Key Responsibilities:
Partner with internal and external stakeholders to identify, anticipate, and address patient and practice reimbursement issues.
Implement updates and changes based on solutions generated to address issues.
Identify facilities and practices that need reimbursement education and support regarding Apellis products.
Provide insights and updates regarding product and support service integration at accounts.
Educate facility staff on policies related to product acquisition, inventory management, product returns, and replacement to support full integration of product into practice workflow.
Provide coverage, coding, and reimbursement information to key staff members to appropriately support patient access.
Collaborate with field-facing teams to compliantly share insights into customer needs, potential barriers, and payer issues/opportunities for access at practices.
Communicate and explain payer policy updates or system changes that impact access in assigned accounts.
Proactively communicate Apellis-specific patient services programs, policies, procedures, and resources so that office staff is fluent in how to use access programs and systems.
Support questions associated with patient coverage, access, and reimbursement from accounts in collaboration and coordination with patient services as directed by policy and procedure.
Conduct quarterly reviews with practices on their utilization of Apellis reimbursement support services to better understand how we may evolve our offering to best suit the needs of the customer.
Requirements:
Bachelor's degree from a four-year college or university.
10 years of commercial experience in the pharmaceutical or biotech industry.
5+ years of experience in healthcare coverage, coding, and/or reimbursement experience.
Experience with Buy and Bill products, Medicare Part B, and Miscellaneous J-Codes required.
Ophthalmology experience strongly preferred.
Start-up experience preferred.
Preferred Skills:
Previous experience working with billing and medical claims personnel in various healthcare settings, including physician offices, hospitals, HOPDs, and ASCs.
Shown expertise in supporting healthcare provider offices with coding, billing, and submissions in a range of payer environments.
Well-versed with implementing and executing Medicare, Medicaid, and other payer initiatives.
Familiar with CPT, HCPCS, ICD-10 revenue codes.

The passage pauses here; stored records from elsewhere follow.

//! Device-to-session delivery path.
//!
//! Drivers call back on their own threads. A [`DeliverySender`] turns each
//! callback into an owned [`Sample`] on a bounded queue, which the session's
//! delivery worker drains in emission order. Faults raised on the driver
//! side are recorded on a [`WindowSignal`] that also wakes the waiting
//! caller early.

use super::{CaptureError, Sample};
use std::sync::atomic::{AtomicU64, Ordering};
use std::sync::mpsc::{SyncSender, TrySendError};
use std::sync::{Arc, Condvar, Mutex, MutexGuard};
use std::time::Duration;

/// Message carried by the delivery queue.
pub(crate) enum Delivery {
    Sample(Sample),
    /// Sent by the session after the device stopped; nothing behind it
    /// belongs to the window.
    Stop,
}

/// Per-window fault slot shared between the device, the worker and the caller.
#[derive(Default)]
pub(crate) struct WindowSignal {
    fault: Mutex<Option<CaptureError>>,
    wake: Condvar,
}

impl WindowSignal {
    fn lock(&self) -> MutexGuard<'_, Option<CaptureError>> {
        // A poisoned slot still holds a usable value.
        self.fault.lock().unwrap_or_else(|e| e.into_inner())
    }

    /// Records a fault. Only the first fault of a window is kept.
    pub(crate) fn raise(&self, err: CaptureError) {
        let mut slot = self.lock();
        if slot.is_none() {
            tracing::error!(error = %err, "Capture window faulted");
            *slot = Some(err);
        }
        self.wake.notify_all();
    }

    pub(crate) fn is_raised(&self) -> bool {
        self.lock().is_some()
    }

    /// Blocks for `duration` unless a fault is raised first.
    ///
    /// Returns true if the full window elapsed without a fault.
    pub(crate) fn wait(&self, duration: Duration) -> bool {
        let slot = self.lock();
        let (slot, _timeout) = self
            .wake
            .wait_timeout_while(slot, duration, |fault| fault.is_none())
            .unwrap_or_else(|e| e.into_inner());
        slot.is_none()
    }

    pub(crate) fn take(&self) -> Option<CaptureError> {
        self.lock().take()
    }
}

/// Device-side handle for delivering samples into a running capture window.
///
/// Cloneable so drivers can hand it to callback closures. Every method is
/// non-blocking and safe to call from a real-time driver thread.
#[derive(Clone)]
pub struct DeliverySender {
    tx: SyncSender<Delivery>,
    signal: Arc<WindowSignal>,
    sequence: Arc<AtomicU64>,
}

impl DeliverySender {
    pub(crate) fn new(tx: SyncSender<Delivery>, signal: Arc<WindowSignal>) -> Self {
        Self {
            tx,
            signal,
            sequence: Arc::new(AtomicU64::new(0)),
        }
    }

    /// Delivers one buffer of raw bytes.
    ///
    /// The buffer is borrowed for the duration of this call only and is
    /// copied before it is queued. A full queue means the sample is lost,
    /// which faults the window. Returns false once the window no longer
    /// accepts samples; drivers may use that to stop early.
    pub fn deliver(&self, bytes: &[u8]) -> bool {
        if self.signal.is_raised() {
            return false;
        }
        let sequence = self.sequence.fetch_add(1, Ordering::Relaxed) + 1;
        match self
            .tx
            .try_send(Delivery::Sample(Sample::copy_from(bytes, sequence)))
        {
            Ok(()) => true,
            Err(TrySendError::Full(_)) => {
                self.signal.raise(CaptureError::DeliveryFault(format!(
                    "sample {} dropped: delivery queue full",
                    sequence
                )));
                false
            }
            Err(TrySendError::Disconnected(_)) => false,
        }
    }

    /// Reports samples the driver itself dropped.
    pub fn dropped(&self, count: u64) {
        self.signal.raise(CaptureError::DeliveryFault(format!(
            "device dropped {} sample(s)",
            count
        )));
    }

    /// Reports a driver-level delivery error.
    pub fn fault(&self, reason: impl Into<String>) {
        self.signal
            .raise(CaptureError::DeliveryFault(reason.into()));
    }

    /// Number of samples offered so far in this window.
    pub fn offered(&self) -> u64 {
        self.sequence.load(Ordering::Relaxed)
    }
}

impl std::fmt::Debug for DeliverySender {
    fn fmt(&self, f: &mut std::fmt::Formatter<'_>) -> std::fmt::Result {
        f.debug_struct("DeliverySender")
            .field("offered", &self.offered())
            .finish()
    }
}

#[cfg(test)]
mod tests {
    use super::*;
    use std::sync::mpsc;
    use std::time::Instant;

    fn sender(depth: usize) -> (DeliverySender, mpsc::Receiver<Delivery>, Arc<WindowSignal>) {
        let (tx, rx) = mpsc::sync_channel(depth);
        let signal = Arc::new(WindowSignal::default());
        (DeliverySender::new(tx, signal.clone()), rx, signal)
    }

    #[test]
    fn test_deliver_assigns_sequence() {
        let (sender, rx, _signal) = sender(4);

        assert!(sender.deliver(b"a"));
        assert!(sender.deliver(b"b"));

        let sequences: Vec<u64> = rx
            .try_iter()
            .map(|d| match d {
                Delivery::Sample(s) => s.sequence(),
                Delivery::Stop => 0,
            })
            .collect();
        assert_eq!(sequences, vec![1, 2]);
    }

    #[test]
    fn test_full_queue_faults_window() {
        let (sender, _rx, signal) = sender(1);

        assert!(sender.deliver(b"first"));
        assert!(!sender.deliver(b"second"));
        assert!(matches!(
            signal.take(),
            Some(CaptureError::DeliveryFault(_))
        ));
    }

    #[test]
    fn test_deliver_after_fault_is_refused() {
        let (sender, rx, _signal) = sender(4);

        sender.fault("encoder failed");
        assert!(!sender.deliver(b"late"));
        assert!(rx.try_recv().is_err());
    }

    #[test]
    fn test_fault_wakes_waiter() {
        let (sender, _rx, signal) = sender(1);

        let started = Instant::now();
        let waiter = std::thread::spawn(move || signal.wait(Duration::from_secs(10)));
        std::thread::sleep(Duration::from_millis(20));
        sender.dropped(1);

        assert!(!waiter.join().unwrap());
        assert!(started.elapsed() < Duration::from_secs(5));
    }

    #[test]
    fn test_wait_runs_full_window() {
        let (_sender, _rx, signal) = sender(1);
        let window = Duration::from_millis(30);

        let started = Instant::now();
        assert!(signal.wait(window));
        assert!(started.elapsed() >= window);
    }
}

Familiarity with health insurance claim forms, including UB-04, CMS-1450, CMS-1500, explanation of benefits, and prior authorization forms, and super bills charge tickets to troubleshoot cases where billing, claims submission, or documentation errors may occur.
Ability to analyze, interpret, and understand regulatory and legislative payer and healthcare policies.
Candidate must have the ability to travel 50-70%.